**WHAT TO WORK ON**
Across the data below, state how many lines hold "relationships", and reply with nothing but that number.
**********
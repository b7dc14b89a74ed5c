use crate::geometry::Point;
use serde::{Deserialize, Serialize};
use serde_json::Value;
use std::collections::{BTreeMap, BTreeSet};

/// Free-form style map attached to graphs, nodes and relationships.
///
/// Lookups are typed and lenient: a value of the wrong JSON type reads as
/// absent so resolution falls through to the next layer.
#[derive(Debug, Clone, Default, PartialEq, Serialize, Deserialize)]
#[serde(transparent)]
pub struct Style(BTreeMap<String, Value>);

impl Style {
    pub fn new() -> Self {
        Self::default()
    }

    pub fn with(mut self, key: &str, value: impl Into<Value>) -> Self {
        self.set(key, value);
        self
    }

    pub fn set(&mut self, key: &str, value: impl Into<Value>) {
        self.0.insert(key.to_string(), value.into());
    }

    pub fn get(&self, key: &str) -> Option<&Value> {
        self.0.get(key)
    }

    pub fn number(&self, key: &str) -> Option<f32> {
        let value = match self.0.get(key)? {
            Value::Number(n) => n.as_f64()? as f32,
            Value::String(s) => s.trim().trim_end_matches("px").parse::<f32>().ok()?,
            _ => return None,
        };
        value.is_finite().then_some(value)
    }

    pub fn text(&self, key: &str) -> Option<&str> {
        match self.0.get(key)? {
            Value::String(s) if !s.trim().is_empty() => Some(s.as_str()),
            _ => None,
        }
    }

    pub fn is_empty(&self) -> bool {
        self.0.is_empty()
    }
}

#[derive(Debug, Clone, PartialEq, Serialize, Deserialize)]
pub struct Node {
    pub id: String,
    pub position: Point,
    #[serde(default)]
    pub caption: String,
    #[serde(default)]
    pub style: Style,
}

#[derive(Debug, Clone, PartialEq, Serialize, Deserialize)]
#[serde(rename_all = "camelCase")]
pub struct Relationship {
    pub id: String,
    pub from_id: String,
    pub to_id: String,
    #[serde(rename = "type", default)]
    pub rel_type: String,
    #[serde(default)]
    pub style: Style,
}

#[derive(Debug, Clone, Default, PartialEq, Serialize, Deserialize)]
pub struct LogicalGraph {
    #[serde(default)]
    pub nodes: Vec<Node>,
    #[serde(default)]
    pub relationships: Vec<Relationship>,
    #[serde(default)]
    pub style: Style,
}

impl LogicalGraph {
    pub fn new() -> Self {
        Self::default()
    }

    pub fn node(&self, id: &str) -> Option<&Node> {
        self.nodes.iter().find(|node| node.id == id)
    }

    pub fn node_mut(&mut self, id: &str) -> Option<&mut Node> {
        self.nodes.iter_mut().find(|node| node.id == id)
    }

    pub fn relationship(&self, id: &str) -> Option<&Relationship> {
        self.relationships.iter().find(|rel| rel.id == id)
    }

    pub fn add_node(&mut self, id: &str, position: Point, caption: &str) -> &mut Node {
        self.nodes.push(Node {
            id: id.to_string(),
            position,
            caption: caption.to_string(),
            style: Style::default(),
        });
        let last = self.nodes.len() - 1;
        &mut self.nodes[last]
    }

    pub fn add_relationship(
        &mut self,
        id: &str,
        from_id: &str,
        to_id: &str,
        rel_type: &str,
    ) -> &mut Relationship {
        self.relationships.push(Relationship {
            id: id.to_string(),
            from_id: from_id.to_string(),
            to_id: to_id.to_string(),
            rel_type: rel_type.to_string(),
            style: Style::default(),
        });
        let last = self.relationships.len() - 1;
        &mut self.relationships[last]
    }

    /// Smallest `n<k>` id not used by any node.
    pub fn next_node_id(&self) -> String {
        let used: BTreeSet<&str> = self.nodes.iter().map(|node| node.id.as_str()).collect();
        let mut idx = self.nodes.len();
        loop {
            let candidate = format!("n{idx}");
            if !used.contains(candidate.as_str()) {
                return candidate;
            }
            idx += 1;
        }
    }
}

/// Parse a graph document. Accepts strict JSON as well as JSON5.
pub fn parse_graph(input: &str) -> anyhow::Result<LogicalGraph> {
    if let Ok(graph) = serde_json::from_str::<LogicalGraph>(input) {
        return Ok(graph);
    }
    let graph = json5::from_str::<LogicalGraph>(input)?;
    Ok(graph)
}

#[derive(Debug, Clone, Default, PartialEq, Eq, Serialize, Deserialize)]
#[serde(rename_all = "camelCase")]
pub struct SelectionState {
    #[serde(default)]
    pub selected_node_ids: BTreeSet<String>,
    #[serde(default)]
    pub selected_relationship_ids: BTreeSet<String>,
    #[serde(default)]
    pub editing_id: Option<String>,
}

impl SelectionState {
    pub fn is_node_selected(&self, id: &str) -> bool {
        self.selected_node_ids.contains(id)
    }

    pub fn is_relationship_selected(&self, id: &str) -> bool {
        self.selected_relationship_ids.contains(id)
    }

    pub fn is_editing(&self, id: &str) -> bool {
        self.editing_id.as_deref() == Some(id)
    }

    pub fn is_empty(&self) -> bool {
        self.selected_node_ids.is_empty() && self.selected_relationship_ids.is_empty()
    }

    pub fn clear(&mut self) {
        self.selected_node_ids.clear();
        self.selected_relationship_ids.clear();
    }
}
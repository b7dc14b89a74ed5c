use crate::assets::{AssetCache, FileAssetLoader};
use crate::config::{Dimension, load_config};
use crate::ir::{LogicalGraph, SelectionState, parse_graph};
use crate::layout::{derive_visual_graph, style::NODE_IMAGE};
use crate::layout_dump::write_layout_dump;
use crate::render::{fit_viewport, render_svg, write_output_svg};
use crate::surface::SvgSurface;
use anyhow::Result;
use clap::{Parser, ValueEnum};
use std::collections::BTreeSet;
use std::io::{self, Read};
use std::path::{Path, PathBuf};
use tracing_subscriber::EnvFilter;

const FIT_MARGIN: f32 = 24.0;

#[derive(Parser, Debug)]
#[command(name = "ngc", version, about = "Derive and render a node graph document")]
pub struct Args {
    /// Input graph document (.json / .json5) or '-' for stdin
    #[arg(short = 'i', long = "input")]
    pub input: Option<PathBuf>,

    /// Output file (svg/png). Defaults to stdout for SVG if omitted.
    #[arg(short = 'o', long = "output")]
    pub output: Option<PathBuf>,

    /// Output format. Inferred from the output extension when omitted.
    #[arg(short = 'e', long = "outputFormat", value_enum)]
    pub output_format: Option<OutputFormat>,

    /// Config file (JSON or JSON5)
    #[arg(short = 'c', long = "configFile")]
    pub config: Option<PathBuf>,

    /// Write the derived visual graph as JSON
    #[arg(long = "dump-layout")]
    pub dump_layout: Option<PathBuf>,

    /// Width
    #[arg(short = 'w', long = "width")]
    pub width: Option<f32>,

    /// Height
    #[arg(short = 'H', long = "height")]
    pub height: Option<f32>,

    /// Measure text with the width table instead of system fonts
    #[arg(long = "fastTextMetrics")]
    pub fast_text_metrics: bool,
}

#[derive(ValueEnum, Debug, Clone, Copy, PartialEq, Eq)]
pub enum OutputFormat {
    Svg,
    Png,
}

pub fn run() -> Result<()> {
    let args = Args::parse();
    init_tracing();

    let mut config = load_config(args.config.as_deref())?;
    if let Some(width) = args.width {
        config.render.width = Dimension::Pixels(width);
    }
    if let Some(height) = args.height {
        config.render.height = Dimension::Pixels(height);
    }
    config.theme.background = config.render.background.clone();

    let input = read_input(args.input.as_deref())?;
    let graph = parse_graph(&input)?;
    let base_dir = args
        .input
        .as_deref()
        .and_then(Path::parent)
        .unwrap_or_else(|| Path::new("."));
    let assets = load_assets(&graph, &FileAssetLoader::new(base_dir));

    let mut surface = SvgSurface::new(1, 1).with_fast_metrics(args.fast_text_metrics || config.layout.fast_text_metrics);
    let visual = derive_visual_graph(
        &graph,
        &SelectionState::default(),
        &assets,
        &mut surface,
        &config.theme,
        &config.layout,
    )?;
    tracing::info!(
        nodes = visual.nodes().count(),
        relationships = visual.relationship_count(),
        "graph derived"
    );

    if let Some(path) = args.dump_layout.as_deref() {
        write_layout_dump(path, &visual)?;
    }

    let (natural_w, natural_h) = visual
        .bounds()
        .map(|rect| {
            let padded = rect.with_padding(FIT_MARGIN);
            (padded.width, padded.height)
        })
        .unwrap_or((1.0, 1.0));
    let width = config.render.width.resolve(natural_w).max(1.0);
    let height = config.render.height.resolve(natural_h).max(1.0);
    let viewport = fit_viewport(&visual, width, height, FIT_MARGIN);
    let svg = render_svg(&visual, &config.theme, &viewport);

    match resolve_format(args.output_format, args.output.as_deref()) {
        OutputFormat::Svg => write_output_svg(&svg, args.output.as_deref())?,
        OutputFormat::Png => {
            let output = args
                .output
                .as_deref()
                .ok_or_else(|| anyhow::anyhow!("Output path required for png output"))?;
            write_png(&svg, output, &config.theme.font_family)?;
        }
    }
    Ok(())
}

fn init_tracing() {
    let filter = EnvFilter::try_from_default_env().unwrap_or_else(|_| EnvFilter::new("warn"));
    // A subscriber may already be installed when embedded; keep it.
    let _ = tracing_subscriber::fmt()
        .with_env_filter(filter)
        .with_writer(io::stderr)
        .try_init();
}

fn read_input(path: Option<&Path>) -> Result<String> {
    match path {
        Some(path) if path != Path::new("-") => Ok(std::fs::read_to_string(path)?),
        _ => {
            let mut buf = String::new();
            io::stdin().read_to_string(&mut buf)?;
            Ok(buf)
        }
    }
}

fn resolve_format(explicit: Option<OutputFormat>, output: Option<&Path>) -> OutputFormat {
    if let Some(format) = explicit {
        return format;
    }
    let is_png = output
        .and_then(|path| path.extension())
        .and_then(|ext| ext.to_str())
        .is_some_and(|ext| ext.eq_ignore_ascii_case("png"));
    if is_png {
        OutputFormat::Png
    } else {
        OutputFormat::Svg
    }
}

/// Image keys referenced by node styles, falling back to the graph style.
fn image_keys(graph: &LogicalGraph) -> BTreeSet<String> {
    graph
        .nodes
        .iter()
        .filter_map(|node| node.style.text(NODE_IMAGE).or_else(|| graph.style.text(NODE_IMAGE)))
        .map(str::to_string)
        .collect()
}

fn load_assets(graph: &LogicalGraph, loader: &FileAssetLoader) -> AssetCache {
    let mut cache = AssetCache::new();
    for key in image_keys(graph) {
        let ticket = cache.request(&key);
        let result = loader.load(&key);
        if let Err(reason) = &result {
            tracing::warn!(key = %key, reason = %reason, "image unavailable, drawing placeholder");
        }
        cache.complete(&ticket, result);
    }
    cache
}

#[cfg(feature = "png")]
fn write_png(svg: &str, output: &Path, font_family: &str) -> Result<()> {
    crate::render::write_output_png(svg, output, font_family)
}

#[cfg(not(feature = "png"))]
fn write_png(_svg: &str, _output: &Path, _font_family: &str) -> Result<()> {
    Err(anyhow::anyhow!("PNG output requires the `png` feature"))
}
use thiserror::Error;

/// Malformed input that makes a derivation pass impossible.
#[derive(Debug, Clone, PartialEq, Eq, Error)]
pub enum LayoutError {
    #[error("relationship {relationship_id:?} references unknown node {node_id:?}")]
    DanglingRelationship {
        relationship_id: String,
        node_id: String,
    },
    #[error("node id {node_id:?} is used more than once")]
    DuplicateNode { node_id: String },
    #[error("relationship id {relationship_id:?} is used more than once")]
    DuplicateRelationship { relationship_id: String },
}

impl LayoutError {
    /// Id of the element the error is about.
    pub fn offending_id(&self) -> &str {
        match self {
            LayoutError::DanglingRelationship {
                relationship_id, ..
            } => relationship_id,
            LayoutError::DuplicateNode { node_id } => node_id,
            LayoutError::DuplicateRelationship { relationship_id } => relationship_id,
        }
    }
}
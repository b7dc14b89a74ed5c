use crate::assets::AssetCache;
use crate::config::LayoutConfig;
use crate::ir::{LogicalGraph, Node, SelectionState};
use crate::surface::{DrawingSurface, FontSpec};
use crate::theme::Theme;

use super::style::{explicit_radius, resolve_node_style};
use super::text::measure_caption;
use super::{NodeImage, VisualNode};

pub(super) fn build_visual_node(
    node: &Node,
    graph: &LogicalGraph,
    selection: &SelectionState,
    assets: &AssetCache,
    surface: &mut dyn DrawingSurface,
    theme: &Theme,
    config: &LayoutConfig,
) -> VisualNode {
    let style = resolve_node_style(node, &graph.style, theme, config);
    let font = FontSpec::new(&theme.font_family, style.caption_font_size);
    let caption = measure_caption(&node.caption, &font, config, surface);

    let half_diagonal = (caption.width * caption.width + caption.height * caption.height).sqrt() / 2.0;
    let derived = style.padding + half_diagonal;
    let radius = explicit_radius(node, &graph.style)
        .map_or(derived, |explicit| explicit.max(derived))
        .max(config.min_node_radius);

    let image = style.image_key.as_deref().map(|key| match assets.get(key) {
        Some(asset) => NodeImage::Ready(asset.clone()),
        None => {
            tracing::debug!(node = %node.id, key, "node image not loaded, using placeholder");
            NodeImage::Placeholder {
                key: key.to_string(),
            }
        }
    });

    VisualNode {
        id: node.id.clone(),
        position: sanitize_position(node),
        radius,
        caption,
        style,
        selected: selection.is_node_selected(&node.id),
        editing: selection.is_editing(&node.id),
        image,
    }
}

fn sanitize_position(node: &Node) -> crate::geometry::Point {
    let mut position = node.position;
    if !position.x.is_finite() {
        position.x = 0.0;
    }
    if !position.y.is_finite() {
        position.y = 0.0;
    }
    position
}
**********
**WRITTEN SOLUTION**
7